La base industrielle et technologique de défense française (BITD) affiche un poids économique majeur. En 2023, elle générait un chiffre d’affaires annuel estimé à 30 milliards d’euros. Composée de neuf grands groupes industriels et d’un tissu dense de sous-traitants répartis sur l’ensemble du territoire, elle représente plus de 26 000 entreprises et plus de 200 000 emplois selon les dernières données du ministère des Armées. Cette capacité industrielle repose sur des piliers institutionnels solides, à commencer par la Direction générale de l’armement (DGA), maître d’œuvre public chargé de piloter la politique d’armement de l’État.

Dans un contexte marqué par le retour de la guerre sur le sol européen et la montée des incertitudes stratégiques, notamment en lien avec d’éventuels désengagements des États-Unis, la Commission européenne a lancé en mars 2025 le programme « ReArm Europe ». Doté d’une capacité de mobilisation de 800 milliards d’euros, ce plan vise à renforcer les capacités de production militaire des États membres. Pour la France, deuxième exportateur mondial d’armement en 2023 selon le SIPRI, cette dynamique représente autant une opportunité qu’un impératif de transformation.

Comme l’avait souligné le ministre des Armées, Sébastien Lecornu, dans le Rapport au Parlement sur les exportations d’armement 2023 : « Dans le nouveau contexte d’économie de guerre qui s’impose à nous, nous devrons veiller à ce que nos exportations […] contribuent à une ambition de remontée en puissance de l’outil de production. »

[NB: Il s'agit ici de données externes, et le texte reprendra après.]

//! In-memory reference store for tests
//!
//! [`MemoryTransport`] models the remote store precisely enough to
//! exercise the mapper end to end without a network: rows live in a
//! `BTreeMap` per table, so scans come back in ascending raw-byte key
//! order exactly as the pagination cursor assumes. Every scan call's
//! start key and batch size are recorded for assertions, and calls can be
//! made to fail by index to drive the failure paths.
//!
//! The store-side filter language is not modeled; a scan's filter
//! expression is accepted and ignored.

use std::collections::{BTreeMap, HashMap};

use parking_lot::Mutex;
use rowmap_core::error::TransportError;
use rowmap_core::transport::Transport;
use rowmap_core::types::{ColumnValue, Row, RowMutation, ScanSpec};

/// One recorded scan call
#[derive(Debug, Clone, PartialEq, Eq)]
pub struct ScanCall {
    /// Start key the call was issued with
    pub start_row: Vec<u8>,
    /// Batch size the call was issued with
    pub batch_size: i32,
}

#[derive(Default)]
struct StoreState {
    /// table -> row key -> column key -> cell
    tables: HashMap<String, BTreeMap<Vec<u8>, BTreeMap<String, ColumnValue>>>,
    scan_calls: Vec<ScanCall>,
    fail_scan_at: Option<usize>,
    fail_writes: bool,
}

/// In-memory [`Transport`] implementation for tests
///
/// # Example
///
/// ```
/// use rowmap_core::types::ColumnValue;
/// use rowmap_core::transport::Transport;
/// use rowmap_mapper::testing::MemoryTransport;
///
/// let store = MemoryTransport::new();
/// store.insert_row(
///     "account:user",
///     "u1",
///     vec![ColumnValue::new("profile", "name", b"Ann".to_vec())],
/// );
/// let row = store.get("account:user", b"u1").unwrap();
/// assert_eq!(row.key, b"u1");
/// ```
#[derive(Default)]
pub struct MemoryTransport {
    state: Mutex<StoreState>,
}

impl MemoryTransport {
    /// Create an empty store
    pub fn new() -> Self {
        Self::default()
    }

    /// Seed a row directly, bypassing the transport interface
    pub fn insert_row(&self, table: &str, key: impl AsRef<[u8]>, cells: Vec<ColumnValue>) {
        let mut state = self.state.lock();
        let row = state
            .tables
            .entry(table.to_string())
            .or_default()
            .entry(key.as_ref().to_vec())
            .or_default();
        for cell in cells {
            row.insert(cell.key(), cell);
        }
    }

    /// Scan calls recorded so far, oldest first
    pub fn scan_calls(&self) -> Vec<ScanCall> {
        self.state.lock().scan_calls.clone()
    }

    /// Make the scan call with this zero-based index fail
    pub fn fail_scan_at(&self, call_index: usize) {
        self.state.lock().fail_scan_at = Some(call_index);
    }

    /// Make every subsequent write fail
    pub fn fail_writes(&self) {
        self.state.lock().fail_writes = true;
    }

    /// Number of rows currently stored in a table
    pub fn row_count(&self, table: &str) -> usize {
        self.state
            .lock()
            .tables
            .get(table)
            .map_or(0, |rows| rows.len())
    }

    /// Look up a stored row directly, bypassing the transport interface
    pub fn stored_row(&self, table: &str, key: &[u8]) -> Option<Row> {
        let state = self.state.lock();
        let cells = state.tables.get(table)?.get(key)?;
        Some(Row::new(key.to_vec(), cells.values().cloned().collect()))
    }

    fn apply(state: &mut StoreState, table: &str, mutation: RowMutation) {
        let row = state
            .tables
            .entry(table.to_string())
            .or_default()
            .entry(mutation.key)
            .or_default();
        for cell in mutation.columns {
            row.insert(cell.key(), cell);
        }
    }
}

impl Transport for MemoryTransport {
    fn get(&self, table: &str, row_key: &[u8]) -> Result<Row, TransportError> {
        let state = self.state.lock();
        let cells = state.tables.get(table).and_then(|rows| rows.get(row_key));
        match cells {
            Some(cells) => Ok(Row::new(
                row_key.to_vec(),
                cells.values().cloned().collect(),
            )),
            None => Ok(Row::default()),
        }
    }

    fn scan(
        &self,
        table: &str,
        spec: &ScanSpec,
        batch_size: i32,
    ) -> Result<Vec<Row>, TransportError> {
        let mut state = self.state.lock();
        let call_index = state.scan_calls.len();
        state.scan_calls.push(ScanCall {
            start_row: spec.start_row.clone(),
            batch_size,
        });
        if state.fail_scan_at == Some(call_index) {
            return Err(TransportError::new("injected scan failure"));
        }

        let rows = match state.tables.get(table) {
            Some(rows) => rows,
            None => return Ok(Vec::new()),
        };
        let selected: Vec<Row> = rows
            .range(spec.start_row.clone()..)
            .take_while(|(key, _)| {
                spec.stop_row.is_empty() || key.as_slice() < spec.stop_row.as_slice()
            })
            .take(batch_size.max(0) as usize)
            .map(|(key, cells)| {
                let columns = cells
                    .values()
                    .filter(|cell| {
                        spec.columns.is_empty()
                            || spec
                                .columns
                                .iter()
                                .any(|col| col.family == cell.family && col.qualifier == cell.qualifier)
                    })
                    .cloned()
                    .collect();
                Row::new(key.clone(), columns)
            })
            .collect();
        Ok(selected)
    }

    fn put(&self, table: &str, row: RowMutation) -> Result<(), TransportError> {
        let mut state = self.state.lock();
        if state.fail_writes {
            return Err(TransportError::new("injected write failure"));
        }
        Self::apply(&mut state, table, row);
        Ok(())
    }

    fn put_multiple(&self, table: &str, rows: Vec<RowMutation>) -> Result<(), TransportError> {
        let mut state = self.state.lock();
        if state.fail_writes {
            return Err(TransportError::new("injected write failure"));
        }
        for row in rows {
            Self::apply(&mut state, table, row);
        }
        Ok(())
    }
}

Un maillage industriel national dense et complémentaire

L’une des spécificités de la BITD française réside dans la diversité de son maillage territorial. L’assemblage du Rafale, fleuron de l’aviation de combat, est réalisé à Mérignac par Dassault Aviation, mais mobilise environ 400 entreprises réparties sur tout le territoire. De même, le canon Caesar, largement utilisé en Ukraine, résulte d’une chaîne industrielle complexe : les tubes sont ébauchés dans la Loire par Aubert & Duval, acheminés ensuite à Bourges, puis assemblés à Roanne par KNDS, avec des châssis conçus à Limoges par Arquus.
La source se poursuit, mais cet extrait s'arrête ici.